● **Work to be completed**
Everything before the line containing "let mut failures = 0;" stays out; print that line and all lines below it through the last, exactly.

+===+

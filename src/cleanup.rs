use tracing::{debug, warn};

use crate::client::ApiClient;
use crate::error::HarnessResult;
use crate::fixtures::{delete_post, unfollow};
use crate::models::Session;

/// A resource a scenario created and would like removed afterwards.
#[derive(Debug, Clone, PartialEq, Eq)]
pub enum CleanupAction {
    DeletePost { session: Session, post_id: String },
    Unfollow { session: Session, user_id: String },
    DeleteProfile { session: Session },
}

impl CleanupAction {
    fn describe(&self) -> String {
        match self {
            CleanupAction::DeletePost { post_id, .. } => format!("delete post {post_id}"),
            CleanupAction::Unfollow { user_id, .. } => format!("unfollow user {user_id}"),
            CleanupAction::DeleteProfile { .. } => "delete profile".to_string(),
        }
    }

    async fn execute(&self, client: &ApiClient) -> HarnessResult<()> {
        let response = match self {
            CleanupAction::DeletePost { session, post_id } => {
                delete_post(client, post_id, session).await?
            }
            CleanupAction::Unfollow { session, user_id } => unfollow(client, user_id, session).await?,
            CleanupAction::DeleteProfile { session } => {
                client.delete(&["users", "profile"], Some(session)).await?
            }
        };
        response.ensure_success(&self.describe())?;
        Ok(())
    }
}

/// Best-effort teardown. Actions run newest first once the scenario body has
/// finished, whatever its outcome; failures are logged and counted, never
/// propagated.
#[derive(Debug, Default)]
pub struct Teardown {
    actions: Vec<CleanupAction>,
}

impl Teardown {
    pub fn new() -> Self {
        Self::default()
    }

    pub fn register(&mut self, action: CleanupAction) {
        self.actions.push(action);
    }

    /// Drops an action whose effect the scenario already undid itself.
    pub fn resolve(&mut self, action: &CleanupAction) {
        if let Some(index) = self.actions.iter().rposition(|pending| pending == action) {
            self.actions.remove(index);
        }
    }

    pub fn pending(&self) -> &[CleanupAction] {
        &self.actions
    }

    /// Runs every registered action and returns how many failed.
    pub async fn run(&mut self, client: &ApiClient, scenario: &str) -> usize {
        let mut failures = 0;
        while let Some(action) = self.actions.pop() {
            match action.execute(client).await {
                Ok(()) => debug!(scenario, action = %action.describe(), "cleanup succeeded"),
                Err(err) => {
                    failures += 1;
                    warn!(scenario, action = %action.describe(), error = %err, "cleanup failed");
                }
            }
        }
        failures
    }
}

+===+

● **Result for this exercise**
        let mut failures = 0;
        while let Some(action) = self.actions.pop() {
            match action.execute(client).await {
                Ok(()) => debug!(scenario, action = %action.describe(), "cleanup succeeded"),
                Err(err) => {
                    failures += 1;
                    warn!(scenario, action = %action.describe(), error = %err, "cleanup failed");
                }
            }
        }
        failures
    }
}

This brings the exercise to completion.